La comisión parlamentaria había establecido que el presupuesto se disparó casi un 50% más de lo previsto, hasta los 26.000 millones de pesos, además de detectar un puñado de irregularidades en el manejo de los recursos. El exdirector del Proyecto Metro, Enrique Horcasitas Manjarrez, fue condenado a 20 años de inhabilitación para desempeñar cargos públicos. Mientras, el director general de ICA aseguró que la obra estaba bien hecha y que el problema eran los trenes, “que no son compatibles con la vía”.
Tras casi dos años de parón, la línea volvió a funcionar tras numerosos estudios y reparaciones. Hasta que el terremoto del 19 de septiembre de 2017 volvió a golpear la línea. Los vecinos de esta zona habían alertado a las autoridades de que el temblor había afectado a la estructura del metro de forma visible, cerca del punto que se hundió este lunes, que en este tramo de la avenida Tláhuac circulaba a través de un puente por el exterior. Las autoridades capitalinas, ya durante la gestión de Miguel Angel Mancera, detectaron entonces un daño en el corazón del puente: la columna 69, que sostenía uno de los tramos de la línea, quedó dañada en la base, y el Sistema de Transporte Colectivo (SCT) ordenó su reparación, para la que invirtió tres meses de trabajo y 15 millones de pesos, según informaron las autoridades en enero de 2018.
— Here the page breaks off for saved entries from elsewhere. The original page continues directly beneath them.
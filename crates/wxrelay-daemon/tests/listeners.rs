//! Listener lifecycle tests: discovery, timeout, revival, recovery and the
//! cap, driven against a mock WeChat daemon.

#![allow(clippy::unwrap_used)]

use std::sync::Arc;
use std::time::Duration;

use secrecy::SecretString;
use serde_json::json;
use wiremock::matchers::{body_partial_json, method, path};
use wiremock::{Mock, MockServer, ResponseTemplate};

use wxrelay_client::{InstanceConfig, InstanceRegistry, PollFlags};
use wxrelay_common::ListenerStatus;
use wxrelay_daemon::health::{ErrorRing, FatalSignal, PipelineCounters};
use wxrelay_daemon::ingress::MessageIngress;
use wxrelay_daemon::listener::{ListenerManager, ListenerSettings};
use wxrelay_store::Store;

const TIMEOUT: Duration = Duration::from_secs(30 * 60);

fn manager(server_uri: &str, store: Store, max_listeners: u32) -> ListenerManager {
    let registry = Arc::new(InstanceRegistry::new(vec![InstanceConfig {
        instance_id: "A".to_string(),
        name: String::new(),
        base_url: server_uri.to_string(),
        api_key: SecretString::from("k"),
        enabled: true,
        timeout_seconds: 5,
    }]));
    let counters = Arc::new(PipelineCounters::new());
    let ingress = Arc::new(MessageIngress::new(store.clone(), counters));
    ListenerManager::new(
        store,
        registry,
        ingress,
        ListenerSettings {
            poll_interval: Duration::from_secs(1),
            timeout: TIMEOUT,
            max_listeners,
            poll_flags: PollFlags::default(),
        },
        Arc::new(ErrorRing::new()),
        Arc::new(FatalSignal::new()),
    )
}

async fn mount_ok(server: &MockServer, http_method: &str, route: &str) {
    Mock::given(method(http_method))
        .and(path(route))
        .respond_with(ResponseTemplate::new(200).set_body_json(json!({"code": 0})))
        .mount(server)
        .await;
}

#[tokio::test]
async fn timed_out_listener_is_inactivated_then_revived_by_new_traffic() {
    let server = MockServer::start().await;
    mount_ok(&server, "POST", "/api/message/listen/add").await;
    Mock::given(method("POST"))
        .and(path("/api/message/listen/remove"))
        .and(body_partial_json(json!({"who": "alice"})))
        .respond_with(ResponseTemplate::new(200).set_body_json(json!({"code": 0})))
        .expect(1)
        .mount(&server)
        .await;
    Mock::given(method("GET"))
        .and(path("/api/wechat/status"))
        .respond_with(ResponseTemplate::new(200).set_body_json(json!({
            "code": 0, "data": {"online": true}
        })))
        .mount(&server)
        .await;
    Mock::given(method("GET"))
        .and(path("/api/system/resources"))
        .respond_with(ResponseTemplate::new(200).set_body_json(json!({"code": 0, "data": {}})))
        .mount(&server)
        .await;
    Mock::given(method("GET"))
        .and(path("/api/message/get-next-new"))
        .respond_with(ResponseTemplate::new(200).set_body_json(json!({
            "code": 0,
            "data": {"messages": {"alice": [{
                "id": "m-new", "mtype": 1, "type": "friend",
                "sender": "alice", "content": "back again"
            }]}}
        })))
        .mount(&server)
        .await;

    let store = Store::open_in_memory().unwrap();
    let manager = manager(&server.uri(), store.clone(), 30);

    let t0 = 1_700_000_000;
    assert!(manager.ensure_listener("A", "alice", false, t0).await.unwrap());

    // Push the listener past the idle window and run housekeeping.
    let now = t0 + TIMEOUT.as_secs() as i64 + 60;
    manager.housekeeping(now).await;

    let listener = store
        .get_listener("A".to_string(), "alice".to_string())
        .await
        .unwrap()
        .unwrap();
    assert_eq!(listener.status, ListenerStatus::Inactive);

    // A new unread message from the same chat revives the listener.
    manager.poll_main_windows(now + 5).await;
    let listener = store
        .get_listener("A".to_string(), "alice".to_string())
        .await
        .unwrap()
        .unwrap();
    assert_eq!(listener.status, ListenerStatus::Active);
    assert!(!listener.manual_added);

    // The revived chat's message went through ingress.
    let message = store
        .get_message("A".to_string(), "m-new".to_string())
        .await
        .unwrap();
    assert!(message.is_some());
}

#[tokio::test]
async fn manual_listeners_survive_the_idle_window() {
    let server = MockServer::start().await;
    mount_ok(&server, "POST", "/api/message/listen/add").await;
    Mock::given(method("POST"))
        .and(path("/api/message/listen/remove"))
        .respond_with(ResponseTemplate::new(200).set_body_json(json!({"code": 0})))
        .expect(0)
        .mount(&server)
        .await;
    Mock::given(method("GET"))
        .and(path("/api/wechat/status"))
        .respond_with(ResponseTemplate::new(200).set_body_json(json!({
            "code": 0, "data": {"online": true}
        })))
        .mount(&server)
        .await;
    Mock::given(method("GET"))
        .and(path("/api/system/resources"))
        .respond_with(ResponseTemplate::new(200).set_body_json(json!({"code": 0, "data": {}})))
        .mount(&server)
        .await;

    let store = Store::open_in_memory().unwrap();
    let manager = manager(&server.uri(), store.clone(), 30);

    let t0 = 1_700_000_000;
    manager.ensure_listener("A", "ops group", true, t0).await.unwrap();
    manager.housekeeping(t0 + TIMEOUT.as_secs() as i64 + 3600).await;

    let listener = store
        .get_listener("A".to_string(), "ops group".to_string())
        .await
        .unwrap()
        .unwrap();
    assert_eq!(listener.status, ListenerStatus::Active);
}

#[tokio::test]
async fn auto_adds_stop_at_the_cap_but_manual_adds_do_not() {
    let server = MockServer::start().await;
    mount_ok(&server, "POST", "/api/message/listen/add").await;

    let store = Store::open_in_memory().unwrap();
    let manager = manager(&server.uri(), store.clone(), 2);

    let t0 = 1_700_000_000;
    assert!(manager.ensure_listener("A", "chat-1", false, t0).await.unwrap());
    assert!(manager.ensure_listener("A", "chat-2", false, t0).await.unwrap());
    // Cap reached: the third auto-add is refused.
    assert!(!manager.ensure_listener("A", "chat-3", false, t0).await.unwrap());
    // An operator add is forced through regardless.
    assert!(manager.ensure_listener("A", "ops group", true, t0).await.unwrap());

    let active = store
        .list_listeners(Some("A".to_string()), Some(ListenerStatus::Active))
        .await
        .unwrap();
    assert_eq!(active.len(), 3);
}

#[tokio::test]
async fn lost_remote_subscription_is_rearmed_when_instance_recovers() {
    let server = MockServer::start().await;
    // First add succeeds, then the listener poll finds the subscription
    // gone, then housekeeping re-arms it.
    Mock::given(method("POST"))
        .and(path("/api/message/listen/add"))
        .respond_with(ResponseTemplate::new(200).set_body_json(json!({"code": 0})))
        .expect(2)
        .mount(&server)
        .await;
    Mock::given(method("GET"))
        .and(path("/api/message/listen/get"))
        .respond_with(ResponseTemplate::new(404).set_body_string("listener not found"))
        .mount(&server)
        .await;
    Mock::given(method("GET"))
        .and(path("/api/wechat/status"))
        .respond_with(ResponseTemplate::new(200).set_body_json(json!({
            "code": 0, "data": {"online": true}
        })))
        .mount(&server)
        .await;
    Mock::given(method("GET"))
        .and(path("/api/system/resources"))
        .respond_with(ResponseTemplate::new(200).set_body_json(json!({"code": 0, "data": {}})))
        .mount(&server)
        .await;

    let store = Store::open_in_memory().unwrap();
    let manager = manager(&server.uri(), store.clone(), 30);

    let t0 = 1_700_000_000;
    manager.ensure_listener("A", "alice", false, t0).await.unwrap();

    // The poll discovers the remote lost the subscription.
    manager.poll_listeners(t0 + 1).await;
    // Housekeeping sees the instance healthy and re-arms it (second add).
    manager.housekeeping(t0 + 2).await;

    let listener = store
        .get_listener("A".to_string(), "alice".to_string())
        .await
        .unwrap()
        .unwrap();
    assert_eq!(listener.status, ListenerStatus::Active);
}
//! Message persistence: ingestion, delivery claims, merges and outcomes.

use rusqlite::{Connection, OptionalExtension, Row, params};

use wxrelay_common::{DeliveryStatus, FileType, Message, NewMessage, SkipReason};

use crate::db::Store;
use crate::error::Result;

/// Column list shared by every message SELECT; must stay in sync with
/// [`message_from_row`].
const MESSAGE_COLUMNS: &str = "instance_id, message_id, chat_name, message_type, mtype, sender, \
     sender_remark, content, create_time, processed, delivery_status, delivery_time, \
     skip_reason, platform_id, reply_content, reply_status, reply_time, merged, merged_count, \
     merged_ids, local_file_path, original_file_path, file_type, file_size";

fn message_from_row(row: &Row<'_>) -> rusqlite::Result<Message> {
    let skip_reason: Option<String> = row.get(12)?;
    let merged_ids: Option<String> = row.get(19)?;
    let file_type: String = row.get(22)?;
    Ok(Message {
        instance_id: row.get(0)?,
        message_id: row.get(1)?,
        chat_name: row.get(2)?,
        message_type: row.get(3)?,
        mtype: row.get(4)?,
        sender: row.get(5)?,
        sender_remark: row.get(6)?,
        content: row.get(7)?,
        create_time: row.get(8)?,
        processed: row.get::<_, i64>(9)? != 0,
        delivery_status: DeliveryStatus::from_i64(row.get(10)?),
        delivery_time: row.get(11)?,
        skip_reason: skip_reason.as_deref().and_then(SkipReason::parse),
        platform_id: row.get(13)?,
        reply_content: row.get(14)?,
        reply_status: row.get(15)?,
        reply_time: row.get(16)?,
        merged: row.get::<_, i64>(17)? != 0,
        merged_count: row.get(18)?,
        merged_ids: merged_ids
            .as_deref()
            .map(|s| serde_json::from_str(s).unwrap_or_default())
            .unwrap_or_default(),
        local_file_path: row.get(20)?,
        original_file_path: row.get(21)?,
        file_type: FileType::parse(&file_type),
        file_size: row.get(23)?,
    })
}

impl Store {
    /// Persists a normalised inbound message with `delivery_status=pending`.
    ///
    /// Returns `false` without writing when the message matches the
    /// self/time/system filter or when `(instance_id, message_id)` already
    /// exists; both are expected no-ops, not errors.
    ///
    /// # Errors
    ///
    /// Returns any non-uniqueness database failure.
    pub async fn insert_message(&self, message: NewMessage) -> Result<bool> {
        if message.is_filtered() {
            return Ok(false);
        }
        self.run(move |conn| {
            let inserted = conn.execute(
                "INSERT OR IGNORE INTO messages
                     (instance_id, message_id, chat_name, message_type, mtype, sender,
                      sender_remark, content, create_time, local_file_path,
                      original_file_path, file_type, file_size)
                 VALUES (?1, ?2, ?3, ?4, ?5, ?6, ?7, ?8, ?9, ?10, ?11, ?12, ?13)",
                params![
                    message.instance_id,
                    message.message_id,
                    message.chat_name,
                    message.message_type,
                    message.mtype,
                    message.sender,
                    message.sender_remark,
                    message.content,
                    message.create_time,
                    message.local_file_path,
                    message.original_file_path,
                    message.file_type.as_str(),
                    message.file_size,
                ],
            )?;
            Ok(inserted == 1)
        })
        .await
    }

    /// Lists unclaimed pending messages in `create_time` order.
    ///
    /// # Errors
    ///
    /// Returns any database failure.
    pub async fn list_pending(&self, limit: u32) -> Result<Vec<Message>> {
        self.run_read(move |conn| {
            let mut stmt = conn.prepare(&format!(
                "SELECT {MESSAGE_COLUMNS} FROM messages
                 WHERE delivery_status = 0 AND processed = 0
                 ORDER BY create_time ASC, id ASC
                 LIMIT ?1"
            ))?;
            let messages = stmt
                .query_map([limit], message_from_row)?
                .collect::<std::result::Result<Vec<_>, _>>()?;
            Ok(messages)
        })
        .await
    }

    /// Atomically claims a pending message for delivery.
    ///
    /// Returns `false` when another worker already owns it or its status
    /// moved on.
    ///
    /// # Errors
    ///
    /// Returns any database failure.
    pub async fn claim_for_delivery(&self, instance_id: String, message_id: String) -> Result<bool> {
        self.run(move |conn| {
            let claimed = conn.execute(
                "UPDATE messages SET processed = 1
                 WHERE instance_id = ?1 AND message_id = ?2
                   AND delivery_status = 0 AND processed = 0",
                params![instance_id, message_id],
            )?;
            Ok(claimed == 1)
        })
        .await
    }

    /// Claims all unclaimed pending peers of the primary message within the
    /// merge window: same instance, chat and sender, `create_time` within
    /// `window_secs` of the primary.
    ///
    /// The claim happens in the same serialised write as the select, so two
    /// workers can never absorb the same peer.
    ///
    /// # Errors
    ///
    /// Returns any database failure.
    pub async fn claim_merge_peers(
        &self,
        primary: &Message,
        window_secs: i64,
    ) -> Result<Vec<Message>> {
        let instance_id = primary.instance_id.clone();
        let message_id = primary.message_id.clone();
        let chat_name = primary.chat_name.clone();
        let sender = primary.sender.clone();
        let create_time = primary.create_time;
        self.run(move |conn| {
            let mut stmt = conn.prepare(&format!(
                "SELECT {MESSAGE_COLUMNS} FROM messages
                 WHERE instance_id = ?1 AND chat_name = ?2 AND sender = ?3
                   AND message_id != ?4
                   AND delivery_status = 0 AND processed = 0
                   AND create_time >= ?5 AND create_time <= ?6
                 ORDER BY create_time ASC, id ASC"
            ))?;
            let peers = stmt
                .query_map(
                    params![
                        instance_id,
                        chat_name,
                        sender,
                        message_id,
                        create_time - window_secs,
                        create_time + window_secs
                    ],
                    message_from_row,
                )?
                .collect::<std::result::Result<Vec<Message>, _>>()?;
            drop(stmt);

            for peer in &peers {
                conn.execute(
                    "UPDATE messages SET processed = 1
                     WHERE instance_id = ?1 AND message_id = ?2",
                    params![peer.instance_id, peer.message_id],
                )?;
            }
            Ok(peers)
        })
        .await
    }

    /// Records a merge: the primary absorbs `absorbed_ids`, which are marked
    /// `skipped(merged)`.
    ///
    /// # Errors
    ///
    /// Returns any database failure.
    pub async fn record_merge(
        &self,
        instance_id: String,
        primary_id: String,
        absorbed_ids: Vec<String>,
        now: i64,
    ) -> Result<()> {
        self.run(move |conn| {
            let merged_ids = serde_json::to_string(&absorbed_ids)?;
            conn.execute(
                "UPDATE messages
                 SET merged = 1, merged_count = ?3, merged_ids = ?4
                 WHERE instance_id = ?1 AND message_id = ?2",
                params![
                    instance_id,
                    primary_id,
                    absorbed_ids.len() as i64 + 1,
                    merged_ids
                ],
            )?;
            for absorbed in &absorbed_ids {
                mark_skipped_row(conn, &instance_id, absorbed, SkipReason::Merged, now)?;
            }
            Ok(())
        })
        .await
    }

    /// Records the delivery outcome of a claimed message.
    ///
    /// # Errors
    ///
    /// Returns any database failure.
    pub async fn record_delivery(
        &self,
        instance_id: String,
        message_id: String,
        status: DeliveryStatus,
        platform_id: Option<String>,
        reply_content: Option<String>,
        now: i64,
    ) -> Result<()> {
        self.run(move |conn| {
            conn.execute(
                "UPDATE messages
                 SET delivery_status = ?3, delivery_time = ?4, platform_id = COALESCE(?5, platform_id),
                     reply_content = ?6, reply_status = ?7, reply_time = ?4, processed = 1
                 WHERE instance_id = ?1 AND message_id = ?2",
                params![
                    instance_id,
                    message_id,
                    status.as_i64(),
                    now,
                    platform_id,
                    reply_content,
                    i64::from(status == DeliveryStatus::Delivered),
                ],
            )?;
            Ok(())
        })
        .await
    }

    /// Marks a claimed message as skipped with the given reason.
    ///
    /// # Errors
    ///
    /// Returns any database failure.
    pub async fn mark_skipped(
        &self,
        instance_id: String,
        message_id: String,
        reason: SkipReason,
        now: i64,
    ) -> Result<()> {
        self.run(move |conn| mark_skipped_row(conn, &instance_id, &message_id, reason, now))
            .await
    }

    /// Admin action: returns a failed message to the pending pool.
    ///
    /// # Errors
    ///
    /// Returns any database failure; returns `Ok(false)` when the message is
    /// not in the failed state.
    pub async fn requeue_failed(&self, instance_id: String, message_id: String) -> Result<bool> {
        self.run(move |conn| {
            let updated = conn.execute(
                "UPDATE messages
                 SET delivery_status = 0, processed = 0, delivery_time = NULL,
                     reply_content = NULL, reply_time = NULL, skip_reason = NULL
                 WHERE instance_id = ?1 AND message_id = ?2 AND delivery_status = 2",
                params![instance_id, message_id],
            )?;
            Ok(updated == 1)
        })
        .await
    }

    /// Fetches one message row.
    ///
    /// # Errors
    ///
    /// Returns any database failure.
    pub async fn get_message(
        &self,
        instance_id: String,
        message_id: String,
    ) -> Result<Option<Message>> {
        self.run_read(move |conn| {
            let message = conn
                .query_row(
                    &format!(
                        "SELECT {MESSAGE_COLUMNS} FROM messages
                         WHERE instance_id = ?1 AND message_id = ?2"
                    ),
                    params![instance_id, message_id],
                    message_from_row,
                )
                .optional()?;
            Ok(message)
        })
        .await
    }
}

fn mark_skipped_row(
    conn: &Connection,
    instance_id: &str,
    message_id: &str,
    reason: SkipReason,
    now: i64,
) -> Result<()> {
    conn.execute(
        "UPDATE messages
         SET delivery_status = 3, skip_reason = ?3, delivery_time = ?4, processed = 1
         WHERE instance_id = ?1 AND message_id = ?2",
        params![instance_id, message_id, reason.as_str(), now],
    )?;
    Ok(())
}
A pesar de las continuas reformas, los vecinos del lugar continuaron denunciando el mal estado en que se encontraba la estructura, con fotos publicadas en redes sociales que mostraban su deterioro y progresivo pandeo (flexión). La actual directora del metro, Florencia Serranía, indicó que la última revisión de la estructura de la línea se llevó a cabo en enero de 2020. “Se monitoreó todo el viaducto elevado de la línea 12 y no presentó anomalía”, defendió la funcionaria este martes, en el punto de mira de las críticas. La postura oficial, de momento, ha sido descartar cualquier medida drástica hasta que finalice el peritaje externo del que se encargará la empresa noruega DNV, ajena por completo al metro de México.
Desde su reapertura, la línea 12 se había convertido en la única opción de la clase trabajadora del sureste de la capital. Y el sentimiento de dolor se mezclaba con la rabia de un estrato social a las puertas de la morgue este martes. “Somos nosotros los que siempre terminamos pagando los platos rotos de las mañas de los políticos de turno”, denunciaba rota en llanto Guadalupe, cuñada de Liliana López García, de 37 años, otra de las víctimas del accidente.
La familia de Christian López se había gastado todos sus ahorros en enfrentar la covid hacía apenas unas semanas. Él cayó enfermo y se puso grave muy rápido. Compraron tanques de oxígeno, contrataron médicos internistas y estuvo más de dos meses sin poder trabajar. Su sueldo era el único sustento de su familia. “Es increíble que a una persona trabajadora se le haya arrancado la vida por una ineptitud”, remata su amiga.